A “silent majority” supportive of public transport

Back in December, Ryan says he doesn’t think it will change that much, “Because if it changes back, you’re saying goodbye to BusConnects Cork, goodbye to Luas in Galway and goodbye to railway stations in Limerick.”

He says a “silent majority” of people who want to see good public transport progress will come out and ask, “Why have you abandoned all of these projects?”

A prediction of the silent majority in favour of public transport might seem glib coming from the former leader of a party that lost all but one seat in the general election, but since the interview was conducted with Ryan, a Sunday Independent poll found that 50% of voters said that the 2:1 ratio of spending on public transport to roads should be maintained, compared to only 30% who opposed keeping the focus on public transport.

When voters were asked, “Do you believe the new government will do enough to meet Ireland’s climate change commitments?”, 57% said no, and only 27% said yes. This was even stronger than the findings of the RTÉ/Irish Times/TG4/TCD Exit Poll, which found that 51% thought that “the current Government has not gone far enough” on climate action.

And regrets?

When pushed on this and asked if the delays in building new large-scale public transport projects would be one of his regrets, Minister Ryan pointed towards the planning and legal side of things. I point to the rail advocacy group Rail Users Ireland, which has documents showing there were delays at the administration level between the Department of Transport, the National Transport Authority, and Irish Rail.

Rail Users Ireland is hardly a lone voice on this — in Irish Rail’s annual report for 2022, published in 2023, Frank Allen, chairperson of Irish Rail at the time, said: “All of the relevant agencies, including Iarnród Éireann, need to ensure that we have the appropriate skills to plan and implement new projects. The lengthy period between an in-principle decision to proceed with an investment and the award of contracts to begin implementation is a cause of concern,”

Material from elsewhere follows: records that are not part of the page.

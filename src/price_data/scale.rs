use crate::error::ForecastError;

use super::FEATURES;

/// Per-feature standardization to zero mean and unit variance. The fitted
/// mean and standard deviation are kept so predictions can be mapped back
/// into price units for reporting.
#[derive(Debug, Clone, PartialEq)]
pub struct StandardScaler {
    pub mean: [f64; FEATURES],
    pub std: [f64; FEATURES],
}

impl StandardScaler {
    pub fn fit(series: &[[f64; FEATURES]]) -> Result<StandardScaler, ForecastError> {
        if series.is_empty() {
            return Err(ForecastError::EmptySeries);
        }

        let count = series.len() as f64;
        let mut mean = [0.0; FEATURES];
        for row in series {
            for (feature, value) in row.iter().enumerate() {
                mean[feature] += value;
            }
        }
        for value in mean.iter_mut() {
            *value /= count;
        }

        let mut std = [0.0; FEATURES];
        for row in series {
            for (feature, value) in row.iter().enumerate() {
                let delta = value - mean[feature];
                std[feature] += delta * delta;
            }
        }
        for value in std.iter_mut() {
            *value = (*value / count).sqrt();
            // A flat feature would otherwise divide by zero; scaling by one
            // leaves it centered and constant.
            if value.abs() < 1e-12 {
                *value = 1.0;
            }
        }

        Ok(StandardScaler { mean, std })
    }

    pub fn transform(&self, series: &[[f64; FEATURES]]) -> Vec<[f64; FEATURES]> {
        series
            .iter()
            .map(|row| {
                let mut scaled = [0.0; FEATURES];
                for (feature, value) in row.iter().enumerate() {
                    scaled[feature] = (value - self.mean[feature]) / self.std[feature];
                }
                scaled
            })
            .collect()
    }

    pub fn fit_transform(
        series: &[[f64; FEATURES]],
    ) -> Result<(StandardScaler, Vec<[f64; FEATURES]>), ForecastError> {
        let scaler = StandardScaler::fit(series)?;
        let scaled = scaler.transform(series);
        Ok((scaler, scaled))
    }

    /// Maps a single scaled value back into the units of the given feature.
    pub fn inverse(&self, feature: usize, value: f64) -> f64 {
        value * self.std[feature] + self.mean[feature]
    }
}

#[cfg(test)]
mod tests {
    use super::*;

    fn sample_series() -> Vec<[f64; FEATURES]> {
        vec![
            [10.0, 11.0, 9.0, 10.5],
            [10.5, 12.0, 10.0, 11.8],
            [11.2, 12.5, 10.8, 12.1],
            [10.9, 11.9, 10.2, 11.0],
        ]
    }

    #[test]
    fn transform_centers_and_scales_each_feature() {
        let series = sample_series();
        let (_, scaled) = StandardScaler::fit_transform(&series).unwrap();

        for feature in 0..FEATURES {
            let mean: f64 =
                scaled.iter().map(|row| row[feature]).sum::<f64>() / scaled.len() as f64;
            let var: f64 =
                scaled.iter().map(|row| row[feature] * row[feature]).sum::<f64>()
                    / scaled.len() as f64;

            assert!(mean.abs() < 1e-9, "feature {feature} mean {mean}");
            assert!((var - 1.0).abs() < 1e-9, "feature {feature} var {var}");
        }
    }

    #[test]
    fn inverse_round_trips_the_series() {
        let series = sample_series();
        let (scaler, scaled) = StandardScaler::fit_transform(&series).unwrap();

        for (row, scaled_row) in series.iter().zip(scaled.iter()) {
            for feature in 0..FEATURES {
                let restored = scaler.inverse(feature, scaled_row[feature]);
                assert!((restored - row[feature]).abs() < 1e-9);
            }
        }
    }

    #[test]
    fn flat_feature_does_not_divide_by_zero() {
        let series = vec![[1.0, 5.0, 2.0, 3.0], [2.0, 5.0, 2.5, 3.5]];
        let (scaler, scaled) = StandardScaler::fit_transform(&series).unwrap();

        assert_eq!(scaler.std[1], 1.0);
        assert!(scaled.iter().all(|row| row[1].is_finite()));
        assert_eq!(scaled[0][1], 0.0);
    }

    #[test]
    fn empty_series_is_an_error() {
        assert!(StandardScaler::fit(&[]).is_err());
    }
}
use thiserror::Error;

/// Every failure in this experiment is fatal; there is no retry path for a
/// single offline batch job.
#[derive(Debug, Error)]
pub enum ForecastError {
    #[error("could not open {path}: {source}")]
    OpenFile {
        path: String,
        #[source]
        source: std::io::Error,
    },

    #[error("io error: {0}")]
    Io(#[from] std::io::Error),

    #[error("malformed price csv: {0}")]
    Csv(#[from] csv::Error),

    #[error("price csv is missing required column {0:?}")]
    MissingColumn(&'static str),

    #[error("config file {path} could not be parsed: {source}")]
    Config {
        path: String,
        #[source]
        source: serde_json::Error,
    },

    #[error("price series has {rows} rows but windowing needs at least {required}")]
    SeriesTooShort { rows: usize, required: usize },

    #[error("{split} split is empty, not enough window samples to proceed")]
    EmptyDataset { split: &'static str },

    #[error("unsupported architecture {0:?}, expected one of SimpleRNN, LSTM, GRU")]
    UnsupportedArchitecture(String),

    #[error("could not persist artifact: {0}")]
    Artifact(String),

    #[error("price series is empty, nothing to scale")]
    EmptySeries,
}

Minister Ryan didn’t see much of this from his side of things. He recalls back decades ago when he “saw infighting between CIE, Dublin Bus, the Dublin Transportation Office (now the NTA), the Department…. and meanwhile, the NRA (National Roads Authority, now TII) just ruled the roost.”

In terms of transport agencies in the last five years, Ryan says, “Everybody was on the same page”.

On the Dart+ project, not only have timelines for pre-planning approval not been met, the Dart+ South project was also split into smaller projects to deal with different sections of the route. Many would see this as much or more a political issue than a planning or legal one.

There was a smaller-scale disagreement on the handrail colour for Dart carriages. As reported before this interview was published in full, he says he agrees with Irish Rail on that.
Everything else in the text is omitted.